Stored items
§ §
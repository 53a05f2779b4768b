//! Bot population maintenance and wandering AI (§4.7).
//!
//! Grounded on the teacher's `npc::update_npc_movement` wander step; the
//! archetype/pathfinding layers it also has are dropped since this arena's
//! bots only wander and fire.

use rand::Rng;

use shared::geometry::random_interior_point;
use shared::ids::BotId;
use shared::protocol::{CursorInfo, CursorKind, ServerEvent};
use shared::{Bot, BulletOwner, Vec2};

use super::timers::DeferredAction;
use super::Room;

/// Bot AI runs on its own ~60 ms cadence, independent of the 16 ms tick.
const BOT_PASS_INTERVAL_MS: u64 = 60;
const BOT_RESPAWN_DELAY_MS: u64 = 3000;
const BOT_HEADING_JITTER_CHANCE: f32 = 0.25;
const BOT_HEADING_JITTER_RANGE: f32 = 0.4;
const BOT_STEP_MIN_MULTIPLIER: f32 = 1.0;
const BOT_STEP_MAX_MULTIPLIER: f32 = 2.2;
const BOT_FIRE_CHANCE: f32 = 0.06;
const BOT_FIRE_SPREAD: f32 = 0.3;
const BOT_BULLET_DAMAGE: f32 = 10.0;

pub(crate) fn maybe_advance(room: &mut Room) {
    if room.now_ms < room.next_bot_pass_ms {
        return;
    }
    room.next_bot_pass_ms = room.now_ms + BOT_PASS_INTERVAL_MS;

    reconcile_population(room);

    let bot_ids: Vec<BotId> = room.bots.keys().copied().collect();
    for bot_id in bot_ids {
        step_bot(room, bot_id);
    }
}

fn reconcile_population(room: &mut Room) {
    let target = room.settings.bot_count as usize;
    while room.bots.len() < target {
        spawn_one(room);
    }
    while room.bots.len() > target {
        let Some(id) = room.bots.keys().next().copied() else { break };
        room.bots.remove(&id);
    }
}

pub(crate) fn spawn_one(room: &mut Room) {
    let bot = Bot::new(BotId::next(), random_interior_point(), room.settings.bot_health);
    room.bots.insert(bot.id, bot);
}

fn step_bot(room: &mut Room, bot_id: BotId) {
    let Some(bot) = room.bots.get_mut(&bot_id) else { return };
    if bot.is_dead() {
        return;
    }

    let mut rng = rand::thread_rng();
    if rng.gen::<f32>() < BOT_HEADING_JITTER_CHANCE {
        bot.heading += rng.gen_range(-BOT_HEADING_JITTER_RANGE..BOT_HEADING_JITTER_RANGE);
    }

    let step_len = room.settings.bot_speed * rng.gen_range(BOT_STEP_MIN_MULTIPLIER..BOT_STEP_MAX_MULTIPLIER);
    let mut next = bot.position + Vec2::from_angle(bot.heading) * step_len;
    let (clamped_x, clamped_y) = next.clamp_to_map();
    if clamped_x {
        bot.heading = std::f32::consts::PI - bot.heading;
    }
    if clamped_y {
        bot.heading = -bot.heading;
    }
    bot.position = next;

    room.broadcast(ServerEvent::CursorUpdate {
        user_id: bot_id.to_string(),
        cursor: CursorInfo {
            x: bot.position.x,
            y: bot.position.y,
            rotation: bot.heading,
            color: "#888888".to_string(),
            label: bot.label.clone(),
            health: bot.health,
            kind: CursorKind::Bot,
            active_weapon: None,
            shield: None,
        },
    });

    if rng.gen::<f32>() < BOT_FIRE_CHANCE {
        let angle = bot.heading + rng.gen_range(-BOT_FIRE_SPREAD..BOT_FIRE_SPREAD);
        let origin = bot.position;
        let bullet = shared::Bullet::spawn(
            shared::ids::BulletId::next(),
            BulletOwner::Bot(bot_id),
            origin,
            angle,
            false,
            BOT_BULLET_DAMAGE,
        );
        room.broadcast(ServerEvent::BulletSpawn {
            bullet_id: bullet.id,
            user_id: bot_id.to_string(),
            x: bullet.position.x,
            y: bullet.position.y,
            vx: bullet.velocity.x,
            vy: bullet.velocity.y,
            color: "#888888".to_string(),
            is_rocket: None,
        });
        room.bullets.insert(bullet.id, bullet);
    }
}

/// Credit a bot kill to its attacker (if any) and schedule the bot's
/// respawn (§4.6, §4.7 step 3).
pub(crate) fn on_bot_killed(room: &mut Room, bot_id: BotId, attacker: Option<shared::ids::PlayerId>) {
    // Bots have no placement/hub stake (§3 Bot has no externalPlayerKey), so a
    // bot kill credits the attacker's kill count and stats but never emits
    // `kill`/`player:killed` — those events' `victimId` is typed as a player id.
    if let Some(attacker_id) = attacker {
        if let Some(ship) = room.ships.get_mut(&attacker_id) {
            ship.kills += 1;
            room.broadcast(ServerEvent::StatsUpdate { user_id: attacker_id, kills: ship.kills, deaths: ship.deaths });
        }
    }

    room.timers.schedule(room.now_ms + BOT_RESPAWN_DELAY_MS, DeferredAction::RespawnBot { bot_id });
}

pub(crate) fn respawn_bot(room: &mut Room, bot_id: BotId) {
    let Some(bot) = room.bots.get_mut(&bot_id) else { return };
    bot.position = random_interior_point();
    bot.health = room.settings.bot_health;
}

#[cfg(test)]
mod tests {
    use super::super::test_support::{connect_test_player, drain, new_test_room};
    use super::*;

    #[tokio::test]
    async fn test_reconcile_population_spawns_up_to_target() {
        let mut room = new_test_room();
        room.settings.bot_count = 3;
        reconcile_population(&mut room);
        assert_eq!(room.bots.len(), 3);
    }

    #[tokio::test]
    async fn test_reconcile_population_shrinks_to_target() {
        let mut room = new_test_room();
        room.settings.bot_count = 5;
        reconcile_population(&mut room);
        room.settings.bot_count = 1;
        reconcile_population(&mut room);
        assert_eq!(room.bots.len(), 1);
    }

    #[tokio::test]
    async fn test_bot_kill_credits_attacker_and_emits_no_player_killed_event() {
        let mut room = new_test_room();
        let (attacker, mut rx) = connect_test_player(&mut room);
        drain(&mut rx);
        let bot_id = BotId::next();

        on_bot_killed(&mut room, bot_id, Some(attacker));

        assert_eq!(room.ships[&attacker].kills, 1);
        let events = drain(&mut rx);
        assert!(events.iter().any(|e| matches!(e, shared::protocol::ServerEvent::StatsUpdate { .. })));
        assert!(!events.iter().any(|e| matches!(e, shared::protocol::ServerEvent::PlayerKilled { .. })));
    }

    #[tokio::test]
    async fn test_respawn_bot_resets_health() {
        let mut room = new_test_room();
        let bot_id = BotId::next();
        room.bots.insert(bot_id, Bot::new(bot_id, Vec2::ZERO, room.settings.bot_health));
        room.bots.get_mut(&bot_id).unwrap().health = 0.0;

        respawn_bot(&mut room, bot_id);

        assert_eq!(room.bots[&bot_id].health, room.settings.bot_health);
    }
}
§ §
* **What the task requires**:
Each line above that contains the word "shared" should be copied.

* **Result**:
use shared::geometry::random_interior_point;
use shared::ids::BotId;
use shared::protocol::{CursorInfo, CursorKind, ServerEvent};
use shared::{Bot, BulletOwner, Vec2};
        let bullet = shared::Bullet::spawn(
            shared::ids::BulletId::next(),
pub(crate) fn on_bot_killed(room: &mut Room, bot_id: BotId, attacker: Option<shared::ids::PlayerId>) {
        assert!(events.iter().any(|e| matches!(e, shared::protocol::ServerEvent::StatsUpdate { .. })));
        assert!(!events.iter().any(|e| matches!(e, shared::protocol::ServerEvent::PlayerKilled { .. })));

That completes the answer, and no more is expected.